Type out every line below exactly as it reads.

Dataset records:
[Start of Attachment]
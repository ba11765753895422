// Copyright 2026 by the timetabler authors
//
// Licensed under the Apache License, Version 2.0 (the "License"); you may not use this file except in compliance with
// the License. You may obtain a copy of the License at
//
//     http://www.apache.org/licenses/LICENSE-2.0
//
// Unless required by applicable law or agreed to in writing, software distributed under the License is distributed on an
// "AS IS" BASIS, WITHOUT WARRANTIES OR CONDITIONS OF ANY KIND, either express or implied. See the License for the
// specific language governing permissions and limitations under the License.

//! Rule modules, translating institutional rules into constraints of a `Session`.
//!
//! Each submodule provides a resolved rule type (all labels replaced by catalog indexes) and a function adding the
//! rule's constraints to a session. The modules can be applied in any order and any subset.
//! `RuleSet::resolve()` resolves all rules of a configuration at once, `apply()` adds them to a session.

pub mod availability;
pub mod exclusivity;
pub mod load_limit;
pub mod lunch;
pub mod room_linkage;
pub mod sequencing;
pub mod synchronization;
pub mod targeted;

use crate::catalog::Catalog;
use crate::io::config::Configuration;
use crate::objective::LoadWeights;
use crate::session::Session;
use crate::Error;
use log::info;

/// Pre-placed subject and/or room of a class at one slot
#[derive(Clone, Debug, PartialEq)]
pub struct FixedLesson {
    pub class: usize,
    pub day: usize,
    pub slot: usize,
    pub subject: Option<usize>,
    pub room: Option<usize>,
}

/// All rules of a configuration, resolved against its catalog
#[derive(Clone, Debug, Default)]
pub struct RuleSet {
    pub teacher_unavailability: Vec<availability::Unavailability>,
    pub room_unavailability: Vec<availability::Unavailability>,
    pub room_exclusivity: bool,
    pub teacher_exclusivity: bool,
    pub link_rooms: bool,
    pub fixed: Vec<FixedLesson>,
    /// (level, subject) pairs to synchronize
    pub synchronized: Vec<(usize, usize)>,
    pub exclude_follow: Vec<sequencing::ExcludeFollow>,
    pub include_follow: Vec<sequencing::IncludeFollow>,
    pub lunch: Option<lunch::LunchRule>,
    pub load_limits: Vec<load_limit::LoadLimit>,
    pub targeted: Vec<targeted::Targeted>,
    pub load_weights: Option<LoadWeights>,
}

impl RuleSet {
    /// Resolve all rules of the configuration
    ///
    /// # Errors
    ///
    /// Fails with `Error::Configuration` on the first rule referring to an unknown label.
    pub fn resolve(config: &Configuration, catalog: &Catalog) -> Result<RuleSet, Error> {
        let mut fixed = Vec::new();
        for f in config.fixed.iter() {
            fixed.push(FixedLesson {
                class: catalog.class(&f.class)?,
                day: catalog.day(&f.day)?,
                slot: catalog.slot(&f.slot)?,
                subject: f.subject.as_deref().map(|s| catalog.subject(s)).transpose()?,
                room: f.room.as_deref().map(|r| catalog.room(r)).transpose()?,
            });
        }

        Ok(RuleSet {
            teacher_unavailability: config
                .teacher_unavailability
                .iter()
                .map(|u| availability::Unavailability::resolve_teacher(u, catalog))
                .collect::<Result<_, _>>()?,
            room_unavailability: config
                .room_unavailability
                .iter()
                .map(|u| availability::Unavailability::resolve_room(u, catalog))
                .collect::<Result<_, _>>()?,
            room_exclusivity: config.room_exclusivity,
            teacher_exclusivity: config.teacher_exclusivity,
            link_rooms: config.link_rooms,
            fixed,
            synchronized: config
                .synchronized
                .iter()
                .map(|s| Ok((catalog.level(&s.level)?, catalog.subject(&s.subject)?)))
                .collect::<Result<_, Error>>()?,
            exclude_follow: config
                .exclude_follow
                .iter()
                .map(|r| sequencing::ExcludeFollow::resolve(r, catalog))
                .collect::<Result<_, _>>()?,
            include_follow: config
                .include_follow
                .iter()
                .map(|r| sequencing::IncludeFollow::resolve(r, catalog))
                .collect::<Result<_, _>>()?,
            lunch: config
                .lunch
                .as_ref()
                .map(|l| lunch::LunchRule::resolve(l, catalog))
                .transpose()?,
            load_limits: config
                .load_limits
                .iter()
                .map(|r| load_limit::LoadLimit::resolve(r, catalog))
                .collect::<Result<_, _>>()?,
            targeted: config
                .targeted
                .iter()
                .map(|r| targeted::Targeted::resolve(r, catalog))
                .collect::<Result<_, _>>()?,
            load_weights: config
                .load_weights
                .as_ref()
                .map(|w| LoadWeights::resolve(w, catalog))
                .transpose()?,
        })
    }
}

/// Add the constraints and penalty terms of all rules to the session
pub fn apply(session: &mut Session, rules: &RuleSet) -> Result<(), Error> {
    for f in rules.fixed.iter() {
        if let Some(subject) = f.subject {
            session.fix_lesson(f.class, f.day, f.slot, subject);
        }
        if let Some(room) = f.room {
            session.fix_room(f.class, f.day, f.slot, room);
        }
    }
    for u in rules.teacher_unavailability.iter() {
        availability::forbid_teacher(session, u);
    }
    for u in rules.room_unavailability.iter() {
        availability::forbid_room(session, u);
    }
    if rules.room_exclusivity {
        exclusivity::add_room_exclusivity(session);
    }
    if rules.teacher_exclusivity {
        exclusivity::add_teacher_exclusivity(session);
    }
    if rules.link_rooms {
        room_linkage::link_rooms(session);
    }
    for (level, subject) in rules.synchronized.iter() {
        synchronization::synchronize(session, *level, *subject)?;
    }
    for rule in rules.exclude_follow.iter() {
        sequencing::exclude_follow(session, rule);
    }
    for rule in rules.include_follow.iter() {
        sequencing::include_follow(session, rule);
    }
    if let Some(rule) = rules.lunch.as_ref() {
        lunch::allocate_lunch(session, rule)?;
    }
    for rule in rules.load_limits.iter() {
        load_limit::limit_load(session, rule);
    }
    for rule in rules.targeted.iter() {
        targeted::require_occurrences(session, rule);
    }
    if let Some(weights) = rules.load_weights.as_ref() {
        crate::objective::add_load_penalty(session, weights);
    }
    info!(
        "Applied rules. Model has {} variables and {} constraints.",
        session.model().num_vars(),
        session.model().num_constraints()
    );
    Ok(())
}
[End of Attachment]
RESULT:
repository ba11765753895422
// Copyright 2026 by the timetabler authors
//
// Licensed under the Apache License, Version 2.0 (the "License"); you may not use this file except in compliance with
// the License. You may obtain a copy of the License at
//
//     http://www.apache.org/licenses/LICENSE-2.0
//
// Unless required by applicable law or agreed to in writing, software distributed under the License is distributed on an
// "AS IS" BASIS, WITHOUT WARRANTIES OR CONDITIONS OF ANY KIND, either express or implied. See the License for the
// specific language governing permissions and limitations under the License.

//! Rule modules, translating institutional rules into constraints of a `Session`.
//!
//! Each submodule provides a resolved rule type (all labels replaced by catalog indexes) and a function adding the
//! rule's constraints to a session. The modules can be applied in any order and any subset.
//! `RuleSet::resolve()` resolves all rules of a configuration at once, `apply()` adds them to a session.

pub mod availability;
pub mod exclusivity;
pub mod load_limit;
pub mod lunch;
pub mod room_linkage;
pub mod sequencing;
pub mod synchronization;
pub mod targeted;

use crate::catalog::Catalog;
use crate::io::config::Configuration;
use crate::objective::LoadWeights;
use crate::session::Session;
use crate::Error;
use log::info;

/// Pre-placed subject and/or room of a class at one slot
#[derive(Clone, Debug, PartialEq)]
pub struct FixedLesson {
    pub class: usize,
    pub day: usize,
    pub slot: usize,
    pub subject: Option<usize>,
    pub room: Option<usize>,
}

/// All rules of a configuration, resolved against its catalog
#[derive(Clone, Debug, Default)]
pub struct RuleSet {
    pub teacher_unavailability: Vec<availability::Unavailability>,
    pub room_unavailability: Vec<availability::Unavailability>,
    pub room_exclusivity: bool,
    pub teacher_exclusivity: bool,
    pub link_rooms: bool,
    pub fixed: Vec<FixedLesson>,
    /// (level, subject) pairs to synchronize
    pub synchronized: Vec<(usize, usize)>,
    pub exclude_follow: Vec<sequencing::ExcludeFollow>,
    pub include_follow: Vec<sequencing::IncludeFollow>,
    pub lunch: Option<lunch::LunchRule>,
    pub load_limits: Vec<load_limit::LoadLimit>,
    pub targeted: Vec<targeted::Targeted>,
    pub load_weights: Option<LoadWeights>,
}

impl RuleSet {
    /// Resolve all rules of the configuration
    ///
    /// # Errors
    ///
    /// Fails with `Error::Configuration` on the first rule referring to an unknown label.
    pub fn resolve(config: &Configuration, catalog: &Catalog) -> Result<RuleSet, Error> {
        let mut fixed = Vec::new();
        for f in config.fixed.iter() {
            fixed.push(FixedLesson {
                class: catalog.class(&f.class)?,
                day: catalog.day(&f.day)?,
                slot: catalog.slot(&f.slot)?,
                subject: f.subject.as_deref().map(|s| catalog.subject(s)).transpose()?,
                room: f.room.as_deref().map(|r| catalog.room(r)).transpose()?,
            });
        }

        Ok(RuleSet {
            teacher_unavailability: config
                .teacher_unavailability
                .iter()
                .map(|u| availability::Unavailability::resolve_teacher(u, catalog))
                .collect::<Result<_, _>>()?,
            room_unavailability: config
                .room_unavailability
                .iter()
                .map(|u| availability::Unavailability::resolve_room(u, catalog))
                .collect::<Result<_, _>>()?,
            room_exclusivity: config.room_exclusivity,
            teacher_exclusivity: config.teacher_exclusivity,
            link_rooms: config.link_rooms,
            fixed,
            synchronized: config
                .synchronized
                .iter()
                .map(|s| Ok((catalog.level(&s.level)?, catalog.subject(&s.subject)?)))
                .collect::<Result<_, Error>>()?,
            exclude_follow: config
                .exclude_follow
                .iter()
                .map(|r| sequencing::ExcludeFollow::resolve(r, catalog))
                .collect::<Result<_, _>>()?,
            include_follow: config
                .include_follow
                .iter()
                .map(|r| sequencing::IncludeFollow::resolve(r, catalog))
                .collect::<Result<_, _>>()?,
            lunch: config
                .lunch
                .as_ref()
                .map(|l| lunch::LunchRule::resolve(l, catalog))
                .transpose()?,
            load_limits: config
                .load_limits
                .iter()
                .map(|r| load_limit::LoadLimit::resolve(r, catalog))
                .collect::<Result<_, _>>()?,
            targeted: config
                .targeted
                .iter()
                .map(|r| targeted::Targeted::resolve(r, catalog))
                .collect::<Result<_, _>>()?,
            load_weights: config
                .load_weights
                .as_ref()
                .map(|w| LoadWeights::resolve(w, catalog))
                .transpose()?,
        })
    }
}

/// Add the constraints and penalty terms of all rules to the session
pub fn apply(session: &mut Session, rules: &RuleSet) -> Result<(), Error> {
    for f in rules.fixed.iter() {
        if let Some(subject) = f.subject {
            session.fix_lesson(f.class, f.day, f.slot, subject);
        }
        if let Some(room) = f.room {
            session.fix_room(f.class, f.day, f.slot, room);
        }
    }
    for u in rules.teacher_unavailability.iter() {
        availability::forbid_teacher(session, u);
    }
    for u in rules.room_unavailability.iter() {
        availability::forbid_room(session, u);
    }
    if rules.room_exclusivity {
        exclusivity::add_room_exclusivity(session);
    }
    if rules.teacher_exclusivity {
        exclusivity::add_teacher_exclusivity(session);
    }
    if rules.link_rooms {
        room_linkage::link_rooms(session);
    }
    for (level, subject) in rules.synchronized.iter() {
        synchronization::synchronize(session, *level, *subject)?;
    }
    for rule in rules.exclude_follow.iter() {
        sequencing::exclude_follow(session, rule);
    }
    for rule in rules.include_follow.iter() {
        sequencing::include_follow(session, rule);
    }
    if let Some(rule) = rules.lunch.as_ref() {
        lunch::allocate_lunch(session, rule)?;
    }
    for rule in rules.load_limits.iter() {
        load_limit::limit_load(session, rule);
    }
    for rule in rules.targeted.iter() {
        targeted::require_occurrences(session, rule);
    }
    if let Some(weights) = rules.load_weights.as_ref() {
        crate::objective::add_load_penalty(session, weights);
    }
    info!(
        "Applied rules. Model has {} variables and {} constraints.",
        session.model().num_vars(),
        session.model().num_constraints()
    );
    Ok(())
}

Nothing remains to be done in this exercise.